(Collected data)
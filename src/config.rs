use std::net::{IpAddr, Ipv4Addr, SocketAddr};

pub const DEFAULT_API_BASE: &str = "https://api.github.com";

/// Settings resolved once at startup and never mutated afterwards.
#[derive(Debug, Clone)]
pub struct Config {
  pub listen_addr: SocketAddr,
  pub prod: bool,
  pub bearer: String,
  pub api_base: String,
}

impl Config {
  pub fn new(
    listen_addr: SocketAddr,
    prod: bool,
    access_token: &str,
    api_base: &str,
  ) -> Self {
    Self {
      listen_addr,
      prod,
      bearer: bearer(access_token),
      api_base: api_base.trim_end_matches('/').to_string(),
    }
  }

  pub fn has_token(&self) -> bool {
    self.bearer.len() > "Bearer ".len()
  }
}

// an empty token still yields "Bearer ", which the upstream will reject
pub fn bearer(access_token: &str) -> String {
  format!("Bearer {access_token}")
}

/// Accepts `:3000` (all interfaces) as well as a full `host:port`.
pub fn parse_listen_addr(s: &str) -> Result<SocketAddr, String> {
  if let Some(port) = s.strip_prefix(':') {
    let port: u16 = port
      .parse()
      .map_err(|e| format!("invalid port `{port}`: {e}"))?;
    return Ok(SocketAddr::new(IpAddr::V4(Ipv4Addr::UNSPECIFIED), port));
  }

  s.parse()
    .map_err(|e| format!("invalid listen address `{s}`: {e}"))
}

#[cfg(test)]
mod test {
  use super::*;

  #[test]
  fn test_bearer() {
    assert_eq!(bearer("abc123"), "Bearer abc123");
    assert_eq!(bearer(""), "Bearer ");
  }

  #[test]
  fn test_parse_listen_addr() {
    assert_eq!(
      parse_listen_addr(":3000").unwrap(),
      SocketAddr::from(([0, 0, 0, 0], 3000))
    );
    assert_eq!(
      parse_listen_addr("127.0.0.1:8080").unwrap(),
      SocketAddr::from(([127, 0, 0, 1], 8080))
    );
    assert!(parse_listen_addr(":http").is_err());
    assert!(parse_listen_addr(":70000").is_err());
    assert!(parse_listen_addr("3000").is_err());
  }

  #[test]
  fn test_config() {
    let addr = SocketAddr::from(([127, 0, 0, 1], 3000));

    let config = Config::new(addr, false, "", "http://localhost:9000/");
    assert_eq!(config.bearer, "Bearer ");
    assert_eq!(config.api_base, "http://localhost:9000");
    assert!(!config.has_token());

    let config = Config::new(addr, true, "tok", DEFAULT_API_BASE);
    assert_eq!(config.bearer, "Bearer tok");
    assert!(config.has_token());
  }
}
use std::net::SocketAddr;

use clap::Parser;
use tracing::{info, warn};

use crate::{
  config::{parse_listen_addr, Config, DEFAULT_API_BASE},
  github::GithubClient,
  server::Server,
  util::Result,
};

#[derive(Parser, Debug)]
/// HTTP proxy in front of the GitHub search API
pub struct Cli {
  /// address to listen on, either `:PORT` or `HOST:PORT`
  #[arg(short, long, default_value = ":3000", value_parser = parse_listen_addr)]
  port: SocketAddr,

  /// production mode: serve on one worker thread per core
  #[arg(long)]
  prod: bool,

  /// GitHub access token sent as the bearer credential
  #[arg(long, env, default_value = "", hide_env_values = true)]
  access_token: String,

  /// base URL of the upstream API
  #[arg(long, env = "GITHUB_API_BASE", default_value = DEFAULT_API_BASE)]
  api_base: String,
}

impl Cli {
  pub fn prod(&self) -> bool {
    self.prod
  }

  pub fn config(&self) -> Config {
    Config::new(self.port, self.prod, &self.access_token, &self.api_base)
  }

  pub async fn run(self) -> Result<()> {
    let config = self.config();

    if !config.has_token() {
      warn!("ACCESS_TOKEN is not set, upstream requests will be unauthenticated");
    }

    info!(
      listen_addr = %config.listen_addr,
      prod = config.prod,
      api_base = %config.api_base,
      "starting server"
    );

    let client = GithubClient::new(&config)?;
    let server = Server::new(config.listen_addr, client);
    server.run().await
  }
}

## What needs to be done
In the data above, which lines include "bool"? Return those lines.

## Result
  pub prod: bool,
    prod: bool,
  pub fn has_token(&self) -> bool {
  prod: bool,
  pub fn prod(&self) -> bool {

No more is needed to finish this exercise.